Personal information
- Date of birth: 29 June 2003 (age 22)
- Place of birth: Pendik, Turkey
- Position: Midfielder

Team information
- Current team: 68 Aksaray Belediyespor
- Number: 6

Youth career
- 2013–2018: Kartalspor
- 2018–2021: Galatasaray
- 2021–2022: Alanyaspor

Senior career*
- Years: Team / Apps / (Gls)
- 2022–2025: Alanyaspor / 1 / (0)
- 2023: → Batman Petrolspor (loan) / 6 / (0)
- 2023–2024: → Düzcespor (loan) / 26 / (1)
- 2024–2025: → İnegölspor (loan) / 26 / (0)
- 2025–: 68 Aksaray Belediyespor / 10 / (0)

International career^{‡}
- 2017: Turkey U15 / 2 / (0)
- 2019: Turkey U16 / 8 / (0)
- 2019–2020: Turkey U17 / 12 / (3)
- 2021–2022: Turkey U19 / 11 / (0)

= İsmail Zehir =

Turkish footballer

İsmail Zehir (born 29 June 2003) is a Turkish professional footballer who plays as a midfielder for TFF 2. Lig club 68 Aksaray Belediyespor.

==Club career==
Zehir is a youth product of the academies of Kartalspor and Galatasaray.
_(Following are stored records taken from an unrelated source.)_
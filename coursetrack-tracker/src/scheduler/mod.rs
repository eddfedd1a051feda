//! Scheduler layer
//!
//! Background loops that keep the job store current: the push
//! subscription manager and the interval poller that backs it up.

pub mod backoff;
pub mod poller;
pub mod subscription;

pub use poller::{FallbackPoller, PollReport};
pub use subscription::{RetryPolicy, SubscriptionManager};
//! One-shot user-facing notifications

use serde::{Deserialize, Serialize};
use uuid::Uuid;

use crate::domain::health::RecoveryAction;

/// Event emitted at most once per job per transition
#[derive(Debug, Clone, PartialEq, Serialize, Deserialize)]
#[serde(tag = "kind", rename_all = "snake_case")]
pub enum Notification {
    /// A job's effective status became completed
    Completed { job_id: Uuid, success_rate: Option<f64> },
    /// A job finished all tasks, but not all of them succeeded
    PartialCompletion { job_id: Uuid, success_rate: f64 },
    /// A job was dismissed from the active view
    Dismissed { job_id: Uuid },
    /// A recovery request was rejected or could not be delivered
    RecoveryFailed {
        job_id: Uuid,
        action: RecoveryAction,
        message: String,
    },
    /// Push retries exhausted, updates now come from polling
    ConnectionDegraded,
    /// Push channel is subscribed again after being degraded
    ConnectionRestored,
    /// Consecutive fetches failed; dismissible
    FetchFailed {
        consecutive_failures: u32,
        message: String,
    },
}

/// Per-job transitions that are remembered across reloads
#[derive(Debug, Clone, Copy, PartialEq, Eq, Hash, PartialOrd, Ord, Serialize, Deserialize)]
#[serde(rename_all = "snake_case")]
pub enum TransitionKind {
    /// Job was seen queued or processing at least once
    ObservedActive,
    Completed,
    PartialCompletion,
}

impl std::fmt::Display for TransitionKind {
    fn fmt(&self, f: &mut std::fmt::Formatter<'_>) -> std::fmt::Result {
        match self {
            TransitionKind::ObservedActive => write!(f, "observed_active"),
            TransitionKind::Completed => write!(f, "completed"),
            TransitionKind::PartialCompletion => write!(f, "partial_completion"),
        }
    }
}
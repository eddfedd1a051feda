//! Commands module
//!
//! Defines all CLI commands and their handlers.

mod job;
mod watch;

pub use job::JobCommands;

use anyhow::Result;
use clap::Subcommand;

use crate::config::Config;

/// Top-level CLI commands
#[derive(Subcommand)]
pub enum Commands {
    /// Job inspection and recovery
    Jobs {
        #[command(subcommand)]
        command: JobCommands,
    },
    /// Track jobs live until interrupted
    Watch {
        /// Seconds between redraws while nothing changes
        #[arg(long, default_value_t = 30)]
        redraw_secs: u64,
    },
}

/// Handle a CLI command
///
/// Routes the command to the appropriate handler module.
pub async fn handle_command(command: Commands, config: &Config) -> Result<()> {
    match command {
        Commands::Jobs { command } => job::handle_job_command(command, config).await,
        Commands::Watch { redraw_secs } => watch::handle_watch(config, redraw_secs).await,
    }
}
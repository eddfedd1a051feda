//! Tracker configuration
//!
//! Defines every tunable of a tracking session: endpoints, polling and
//! reconnect timings, health thresholds and where notification markers are
//! persisted.

use std::path::PathBuf;
use std::time::Duration;

use uuid::Uuid;

use crate::error::ConfigError;
use crate::health::HealthPolicy;

/// Tracking session configuration
///
/// All timings are configurable so tests and slow networks can tune them;
/// the defaults are the canonical policy.
#[derive(Debug, Clone)]
pub struct TrackerConfig {
    /// User whose jobs are tracked; every fetch and subscription is scoped to it
    pub owner_id: Uuid,

    /// Job API base URL (e.g., "http://localhost:8080")
    pub api_url: String,

    /// Change-feed URL; `None` runs the session in poll-only mode
    pub realtime_url: Option<String>,

    /// How often the fallback poller fetches the job list
    pub poll_interval: Duration,

    /// Reconnect attempts after a channel failure before falling back to polling
    pub max_retries: u32,

    /// First reconnect delay; doubles per attempt
    pub backoff_base: Duration,

    /// Upper bound for the reconnect delay
    pub backoff_cap: Duration,

    /// How long opening a channel, and then confirming its subscription, may each take
    pub subscribe_timeout: Duration,

    /// Pause between exhausted retry cycles before probing the feed again
    pub resubscribe_interval: Duration,

    /// Consecutive fetch failures before the fetch-failed banner is raised
    pub fetch_failure_threshold: u32,

    /// File holding notification markers; `None` keeps them in memory
    pub marker_path: Option<PathBuf>,

    /// Staleness thresholds and completion cutoffs
    pub health: HealthPolicy,
}

impl TrackerConfig {
    /// Creates a configuration with defaults for the given owner
    pub fn new(owner_id: Uuid, api_url: String) -> Self {
        Self {
            owner_id,
            api_url,
            realtime_url: None,
            poll_interval: Duration::from_secs(3),
            max_retries: 3,
            backoff_base: Duration::from_secs(1),
            backoff_cap: Duration::from_secs(10),
            subscribe_timeout: Duration::from_secs(10),
            resubscribe_interval: Duration::from_secs(30),
            fetch_failure_threshold: 2,
            marker_path: None,
            health: HealthPolicy::default(),
        }
    }

    /// Applies timing overrides from environment variables
    ///
    /// Recognized environment variables:
    /// - COURSETRACK_POLL_INTERVAL_SECS (default: 3)
    /// - COURSETRACK_MAX_RETRIES (default: 3)
    /// - COURSETRACK_SUBSCRIBE_TIMEOUT_SECS (default: 10)
    /// - COURSETRACK_RESUBSCRIBE_INTERVAL_SECS (default: 30)
    ///
    /// Endpoints, owner and marker path are passed in by the caller.
    pub fn with_env_overrides(self) -> Result<Self, ConfigError> {
        self.with_overrides(|name| std::env::var(name).ok())
    }

    fn with_overrides(
        mut self,
        lookup: impl Fn(&str) -> Option<String>,
    ) -> Result<Self, ConfigError> {
        if let Some(raw) = lookup("COURSETRACK_POLL_INTERVAL_SECS") {
            self.poll_interval = Duration::from_secs(parse_u64("poll_interval", &raw)?);
        }

        if let Some(raw) = lookup("COURSETRACK_MAX_RETRIES") {
            let retries = parse_u64("max_retries", &raw)?;
            self.max_retries = u32::try_from(retries)
                .map_err(|_| ConfigError::invalid("max_retries", format!("{} is too large", retries)))?;
        }

        if let Some(raw) = lookup("COURSETRACK_SUBSCRIBE_TIMEOUT_SECS") {
            self.subscribe_timeout = Duration::from_secs(parse_u64("subscribe_timeout", &raw)?);
        }

        if let Some(raw) = lookup("COURSETRACK_RESUBSCRIBE_INTERVAL_SECS") {
            self.resubscribe_interval =
                Duration::from_secs(parse_u64("resubscribe_interval", &raw)?);
        }

        Ok(self)
    }

    /// Sets the change-feed URL
    pub fn with_realtime_url(mut self, url: impl Into<String>) -> Self {
        self.realtime_url = Some(url.into());
        self
    }

    /// Sets the marker file
    pub fn with_marker_path(mut self, path: impl Into<PathBuf>) -> Self {
        self.marker_path = Some(path.into());
        self
    }

    /// Validates the configuration
    pub fn validate(&self) -> Result<(), ConfigError> {
        if self.api_url.is_empty() {
            return Err(ConfigError::invalid("api_url", "cannot be empty"));
        }

        if !self.api_url.starts_with("http://") && !self.api_url.starts_with("https://") {
            return Err(ConfigError::invalid(
                "api_url",
                "must start with http:// or https://",
            ));
        }

        if let Some(url) = &self.realtime_url {
            if !url.starts_with("ws://") && !url.starts_with("wss://") {
                return Err(ConfigError::invalid(
                    "realtime_url",
                    "must start with ws:// or wss://",
                ));
            }
        }

        if self.poll_interval.is_zero() {
            return Err(ConfigError::invalid(
                "poll_interval",
                "must be greater than 0",
            ));
        }

        if self.backoff_base.is_zero() {
            return Err(ConfigError::invalid(
                "backoff_base",
                "must be greater than 0",
            ));
        }

        if self.backoff_cap < self.backoff_base {
            return Err(ConfigError::invalid(
                "backoff_cap",
                "must not be smaller than backoff_base",
            ));
        }

        if self.fetch_failure_threshold == 0 {
            return Err(ConfigError::invalid(
                "fetch_failure_threshold",
                "must be greater than 0",
            ));
        }

        self.health.validate()
    }
}

fn parse_u64(field: &'static str, raw: &str) -> Result<u64, ConfigError> {
    raw.trim()
        .parse::<u64>()
        .map_err(|e| ConfigError::invalid(field, format!("'{}': {}", raw, e)))
}
//! Data Transfer Objects
//!
//! Wire-level representations exchanged with the generation pipeline's
//! change feed and control API, plus the view handed to UI consumers.

pub mod job;
pub mod realtime;
//! Repository layer
//!
//! Repositories are the tracker's I/O seams: the pull/control HTTP API,
//! the push channel and notification-marker persistence. They hold no
//! business logic.
//!
//! All repositories are trait-based so sessions can be wired to fakes.

mod jobs;
mod markers;
mod realtime;

// Re-export traits
pub use jobs::JobRepository;
pub use markers::MarkerStore;
pub use realtime::{ChannelMessage, RealtimeChannel, RealtimeClient};

// Re-export implementations
pub use jobs::HttpJobRepository;
pub use markers::{FileMarkerStore, InMemoryMarkerStore};
pub use realtime::WsRealtimeClient;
He transferred to Alanyaspor on a 5-year contract on 15 August 2021 as part of a deal that sent Berkan Kutlu the other way. He made his professional and Süper Lig debut with Alanyaspor as a late substitute in a 1–0 win over Fatih Karagümrük on 22 May 2022.

On 14 January 2023, Zehir joined Batman Petrolspor on loan.

==International career==
Zehir is a youth international for Turkey, having most recently played for the Turkey U19s.